Dataset entries
################
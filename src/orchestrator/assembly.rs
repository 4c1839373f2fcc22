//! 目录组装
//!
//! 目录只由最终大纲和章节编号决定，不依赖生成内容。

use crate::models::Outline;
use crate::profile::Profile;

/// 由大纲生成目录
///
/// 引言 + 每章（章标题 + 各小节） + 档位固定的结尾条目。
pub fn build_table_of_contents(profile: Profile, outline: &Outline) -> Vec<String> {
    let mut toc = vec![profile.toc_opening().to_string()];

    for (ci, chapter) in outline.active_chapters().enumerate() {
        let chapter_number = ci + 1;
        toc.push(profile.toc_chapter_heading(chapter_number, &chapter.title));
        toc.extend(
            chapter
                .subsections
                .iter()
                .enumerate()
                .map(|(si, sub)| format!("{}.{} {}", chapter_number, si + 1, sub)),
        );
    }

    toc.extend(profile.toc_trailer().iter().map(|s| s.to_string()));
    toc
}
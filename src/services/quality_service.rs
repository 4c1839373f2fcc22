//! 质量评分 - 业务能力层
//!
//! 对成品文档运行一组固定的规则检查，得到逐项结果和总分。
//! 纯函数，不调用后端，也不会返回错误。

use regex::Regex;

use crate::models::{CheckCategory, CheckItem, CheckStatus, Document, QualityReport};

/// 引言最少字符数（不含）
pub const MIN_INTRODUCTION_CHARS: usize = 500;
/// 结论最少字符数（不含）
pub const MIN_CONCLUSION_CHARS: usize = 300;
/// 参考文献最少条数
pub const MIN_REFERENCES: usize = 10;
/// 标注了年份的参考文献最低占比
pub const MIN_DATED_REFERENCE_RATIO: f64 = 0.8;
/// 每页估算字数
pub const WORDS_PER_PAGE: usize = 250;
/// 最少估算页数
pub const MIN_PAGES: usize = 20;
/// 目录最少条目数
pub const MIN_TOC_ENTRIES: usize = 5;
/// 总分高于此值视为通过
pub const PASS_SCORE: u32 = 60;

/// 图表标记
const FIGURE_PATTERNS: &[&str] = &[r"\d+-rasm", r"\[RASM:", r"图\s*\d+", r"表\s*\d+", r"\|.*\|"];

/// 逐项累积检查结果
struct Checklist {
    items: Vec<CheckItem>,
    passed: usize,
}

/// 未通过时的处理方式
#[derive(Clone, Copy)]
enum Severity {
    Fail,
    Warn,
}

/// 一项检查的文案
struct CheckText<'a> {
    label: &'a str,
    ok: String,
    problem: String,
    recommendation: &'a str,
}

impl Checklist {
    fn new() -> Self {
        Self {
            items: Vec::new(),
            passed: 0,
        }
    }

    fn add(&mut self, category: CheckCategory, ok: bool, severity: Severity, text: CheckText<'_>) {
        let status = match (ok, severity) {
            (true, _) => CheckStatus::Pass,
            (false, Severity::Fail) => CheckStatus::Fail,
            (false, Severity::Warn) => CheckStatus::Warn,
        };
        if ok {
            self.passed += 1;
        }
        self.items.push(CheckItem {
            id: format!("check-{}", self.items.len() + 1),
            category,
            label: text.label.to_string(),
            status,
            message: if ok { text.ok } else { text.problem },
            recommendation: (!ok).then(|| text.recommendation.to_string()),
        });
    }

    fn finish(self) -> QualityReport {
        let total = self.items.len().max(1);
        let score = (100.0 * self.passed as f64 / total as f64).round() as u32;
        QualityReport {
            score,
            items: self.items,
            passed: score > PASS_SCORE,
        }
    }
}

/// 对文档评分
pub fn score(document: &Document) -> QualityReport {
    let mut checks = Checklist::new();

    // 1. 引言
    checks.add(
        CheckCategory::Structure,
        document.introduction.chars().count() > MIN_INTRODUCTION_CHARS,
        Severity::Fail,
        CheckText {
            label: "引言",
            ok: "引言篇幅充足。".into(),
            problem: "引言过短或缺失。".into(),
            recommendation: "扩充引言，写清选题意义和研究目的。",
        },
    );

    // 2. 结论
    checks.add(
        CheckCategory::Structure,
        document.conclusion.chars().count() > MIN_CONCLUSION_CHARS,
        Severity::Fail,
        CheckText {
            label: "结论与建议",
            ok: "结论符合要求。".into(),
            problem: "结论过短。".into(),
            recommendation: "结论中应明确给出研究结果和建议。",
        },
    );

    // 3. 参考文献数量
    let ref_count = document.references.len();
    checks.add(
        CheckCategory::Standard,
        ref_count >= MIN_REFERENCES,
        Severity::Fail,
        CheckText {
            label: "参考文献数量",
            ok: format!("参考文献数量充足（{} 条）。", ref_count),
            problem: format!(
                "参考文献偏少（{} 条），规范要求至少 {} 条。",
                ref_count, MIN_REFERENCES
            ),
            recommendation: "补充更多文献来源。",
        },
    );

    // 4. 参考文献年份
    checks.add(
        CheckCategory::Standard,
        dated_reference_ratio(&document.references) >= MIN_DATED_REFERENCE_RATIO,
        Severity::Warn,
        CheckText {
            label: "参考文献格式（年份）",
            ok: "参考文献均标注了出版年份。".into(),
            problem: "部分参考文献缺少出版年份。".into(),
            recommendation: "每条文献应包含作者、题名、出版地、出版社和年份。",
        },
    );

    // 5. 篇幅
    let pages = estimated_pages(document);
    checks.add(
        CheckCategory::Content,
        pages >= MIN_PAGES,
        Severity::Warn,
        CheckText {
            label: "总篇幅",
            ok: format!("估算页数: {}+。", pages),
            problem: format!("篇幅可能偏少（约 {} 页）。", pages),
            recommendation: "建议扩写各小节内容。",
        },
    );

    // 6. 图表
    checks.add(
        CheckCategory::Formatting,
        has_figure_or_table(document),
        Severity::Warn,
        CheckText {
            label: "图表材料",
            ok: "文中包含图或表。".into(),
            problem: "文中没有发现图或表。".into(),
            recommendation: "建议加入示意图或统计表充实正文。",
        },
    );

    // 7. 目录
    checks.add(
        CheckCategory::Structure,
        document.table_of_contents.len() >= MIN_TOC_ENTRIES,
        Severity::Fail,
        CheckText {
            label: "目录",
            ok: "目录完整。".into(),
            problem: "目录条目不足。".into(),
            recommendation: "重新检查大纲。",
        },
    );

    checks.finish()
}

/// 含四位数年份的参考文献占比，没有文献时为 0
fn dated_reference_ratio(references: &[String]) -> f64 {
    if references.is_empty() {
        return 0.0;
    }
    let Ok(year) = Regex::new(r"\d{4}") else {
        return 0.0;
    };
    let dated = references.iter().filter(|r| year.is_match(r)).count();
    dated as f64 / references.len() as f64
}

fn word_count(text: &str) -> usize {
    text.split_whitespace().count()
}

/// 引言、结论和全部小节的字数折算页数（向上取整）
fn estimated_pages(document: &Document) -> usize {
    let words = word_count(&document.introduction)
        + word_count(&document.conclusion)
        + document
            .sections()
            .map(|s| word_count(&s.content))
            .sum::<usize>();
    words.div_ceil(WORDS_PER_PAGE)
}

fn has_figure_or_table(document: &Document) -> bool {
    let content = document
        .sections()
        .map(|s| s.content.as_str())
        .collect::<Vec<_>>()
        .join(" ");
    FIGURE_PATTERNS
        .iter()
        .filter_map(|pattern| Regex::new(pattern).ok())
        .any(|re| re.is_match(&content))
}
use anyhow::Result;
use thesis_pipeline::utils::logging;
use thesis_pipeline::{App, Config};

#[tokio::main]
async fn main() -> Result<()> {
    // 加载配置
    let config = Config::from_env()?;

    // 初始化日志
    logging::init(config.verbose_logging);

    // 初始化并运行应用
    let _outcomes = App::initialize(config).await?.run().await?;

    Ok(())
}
################
== TASK GOAL ==
Reproduce all of the data above, exactly and without omission.

== SOLUTION TO THIS PROBLEM ==
filename src/orchestrator/assembly.rs
repository 4c1839373f2fcc22
//! 目录组装
//!
//! 目录只由最终大纲和章节编号决定，不依赖生成内容。

use crate::models::Outline;
use crate::profile::Profile;

/// 由大纲生成目录
///
/// 引言 + 每章（章标题 + 各小节） + 档位固定的结尾条目。
pub fn build_table_of_contents(profile: Profile, outline: &Outline) -> Vec<String> {
    let mut toc = vec![profile.toc_opening().to_string()];

    for (ci, chapter) in outline.active_chapters().enumerate() {
        let chapter_number = ci + 1;
        toc.push(profile.toc_chapter_heading(chapter_number, &chapter.title));
        toc.extend(
            chapter
                .subsections
                .iter()
                .enumerate()
                .map(|(si, sub)| format!("{}.{} {}", chapter_number, si + 1, sub)),
        );
    }

    toc.extend(profile.toc_trailer().iter().map(|s| s.to_string()));
    toc
}
filename src/services/quality_service.rs
repository 4c1839373f2fcc22
//! 质量评分 - 业务能力层
//!
//! 对成品文档运行一组固定的规则检查，得到逐项结果和总分。
//! 纯函数，不调用后端，也不会返回错误。

use regex::Regex;

use crate::models::{CheckCategory, CheckItem, CheckStatus, Document, QualityReport};

/// 引言最少字符数（不含）
pub const MIN_INTRODUCTION_CHARS: usize = 500;
/// 结论最少字符数（不含）
pub const MIN_CONCLUSION_CHARS: usize = 300;
/// 参考文献最少条数
pub const MIN_REFERENCES: usize = 10;
/// 标注了年份的参考文献最低占比
pub const MIN_DATED_REFERENCE_RATIO: f64 = 0.8;
/// 每页估算字数
pub const WORDS_PER_PAGE: usize = 250;
/// 最少估算页数
pub const MIN_PAGES: usize = 20;
/// 目录最少条目数
pub const MIN_TOC_ENTRIES: usize = 5;
/// 总分高于此值视为通过
pub const PASS_SCORE: u32 = 60;

/// 图表标记
const FIGURE_PATTERNS: &[&str] = &[r"\d+-rasm", r"\[RASM:", r"图\s*\d+", r"表\s*\d+", r"\|.*\|"];

/// 逐项累积检查结果
struct Checklist {
    items: Vec<CheckItem>,
    passed: usize,
}

/// 未通过时的处理方式
#[derive(Clone, Copy)]
enum Severity {
    Fail,
    Warn,
}

/// 一项检查的文案
struct CheckText<'a> {
    label: &'a str,
    ok: String,
    problem: String,
    recommendation: &'a str,
}

impl Checklist {
    fn new() -> Self {
        Self {
            items: Vec::new(),
            passed: 0,
        }
    }

    fn add(&mut self, category: CheckCategory, ok: bool, severity: Severity, text: CheckText<'_>) {
        let status = match (ok, severity) {
            (true, _) => CheckStatus::Pass,
            (false, Severity::Fail) => CheckStatus::Fail,
            (false, Severity::Warn) => CheckStatus::Warn,
        };
        if ok {
            self.passed += 1;
        }
        self.items.push(CheckItem {
            id: format!("check-{}", self.items.len() + 1),
            category,
            label: text.label.to_string(),
            status,
            message: if ok { text.ok } else { text.problem },
            recommendation: (!ok).then(|| text.recommendation.to_string()),
        });
    }

    fn finish(self) -> QualityReport {
        let total = self.items.len().max(1);
        let score = (100.0 * self.passed as f64 / total as f64).round() as u32;
        QualityReport {
            score,
            items: self.items,
            passed: score > PASS_SCORE,
        }
    }
}

/// 对文档评分
pub fn score(document: &Document) -> QualityReport {
    let mut checks = Checklist::new();

    // 1. 引言
    checks.add(
        CheckCategory::Structure,
        document.introduction.chars().count() > MIN_INTRODUCTION_CHARS,
        Severity::Fail,
        CheckText {
            label: "引言",
            ok: "引言篇幅充足。".into(),
            problem: "引言过短或缺失。".into(),
            recommendation: "扩充引言，写清选题意义和研究目的。",
        },
    );

    // 2. 结论
    checks.add(
        CheckCategory::Structure,
        document.conclusion.chars().count() > MIN_CONCLUSION_CHARS,
        Severity::Fail,
        CheckText {
            label: "结论与建议",
            ok: "结论符合要求。".into(),
            problem: "结论过短。".into(),
            recommendation: "结论中应明确给出研究结果和建议。",
        },
    );

    // 3. 参考文献数量
    let ref_count = document.references.len();
    checks.add(
        CheckCategory::Standard,
        ref_count >= MIN_REFERENCES,
        Severity::Fail,
        CheckText {
            label: "参考文献数量",
            ok: format!("参考文献数量充足（{} 条）。", ref_count),
            problem: format!(
                "参考文献偏少（{} 条），规范要求至少 {} 条。",
                ref_count, MIN_REFERENCES
            ),
            recommendation: "补充更多文献来源。",
        },
    );

    // 4. 参考文献年份
    checks.add(
        CheckCategory::Standard,
        dated_reference_ratio(&document.references) >= MIN_DATED_REFERENCE_RATIO,
        Severity::Warn,
        CheckText {
            label: "参考文献格式（年份）",
            ok: "参考文献均标注了出版年份。".into(),
            problem: "部分参考文献缺少出版年份。".into(),
            recommendation: "每条文献应包含作者、题名、出版地、出版社和年份。",
        },
    );

    // 5. 篇幅
    let pages = estimated_pages(document);
    checks.add(
        CheckCategory::Content,
        pages >= MIN_PAGES,
        Severity::Warn,
        CheckText {
            label: "总篇幅",
            ok: format!("估算页数: {}+。", pages),
            problem: format!("篇幅可能偏少（约 {} 页）。", pages),
            recommendation: "建议扩写各小节内容。",
        },
    );

    // 6. 图表
    checks.add(
        CheckCategory::Formatting,
        has_figure_or_table(document),
        Severity::Warn,
        CheckText {
            label: "图表材料",
            ok: "文中包含图或表。".into(),
            problem: "文中没有发现图或表。".into(),
            recommendation: "建议加入示意图或统计表充实正文。",
        },
    );

    // 7. 目录
    checks.add(
        CheckCategory::Structure,
        document.table_of_contents.len() >= MIN_TOC_ENTRIES,
        Severity::Fail,
        CheckText {
            label: "目录",
            ok: "目录完整。".into(),
            problem: "目录条目不足。".into(),
            recommendation: "重新检查大纲。",
        },
    );

    checks.finish()
}

/// 含四位数年份的参考文献占比，没有文献时为 0
fn dated_reference_ratio(references: &[String]) -> f64 {
    if references.is_empty() {
        return 0.0;
    }
    let Ok(year) = Regex::new(r"\d{4}") else {
        return 0.0;
    };
    let dated = references.iter().filter(|r| year.is_match(r)).count();
    dated as f64 / references.len() as f64
}

fn word_count(text: &str) -> usize {
    text.split_whitespace().count()
}

/// 引言、结论和全部小节的字数折算页数（向上取整）
fn estimated_pages(document: &Document) -> usize {
    let words = word_count(&document.introduction)
        + word_count(&document.conclusion)
        + document
            .sections()
            .map(|s| word_count(&s.content))
            .sum::<usize>();
    words.div_ceil(WORDS_PER_PAGE)
}

fn has_figure_or_table(document: &Document) -> bool {
    let content = document
        .sections()
        .map(|s| s.content.as_str())
        .collect::<Vec<_>>()
        .join(" ");
    FIGURE_PATTERNS
        .iter()
        .filter_map(|pattern| Regex::new(pattern).ok())
        .any(|re| re.is_match(&content))
}
use anyhow::Result;
use thesis_pipeline::utils::logging;
use thesis_pipeline::{App, Config};

#[tokio::main]
async fn main() -> Result<()> {
    // 加载配置
    let config = Config::from_env()?;

    // 初始化日志
    logging::init(config.verbose_logging);

    // 初始化并运行应用
    let _outcomes = App::initialize(config).await?.run().await?;

    Ok(())
}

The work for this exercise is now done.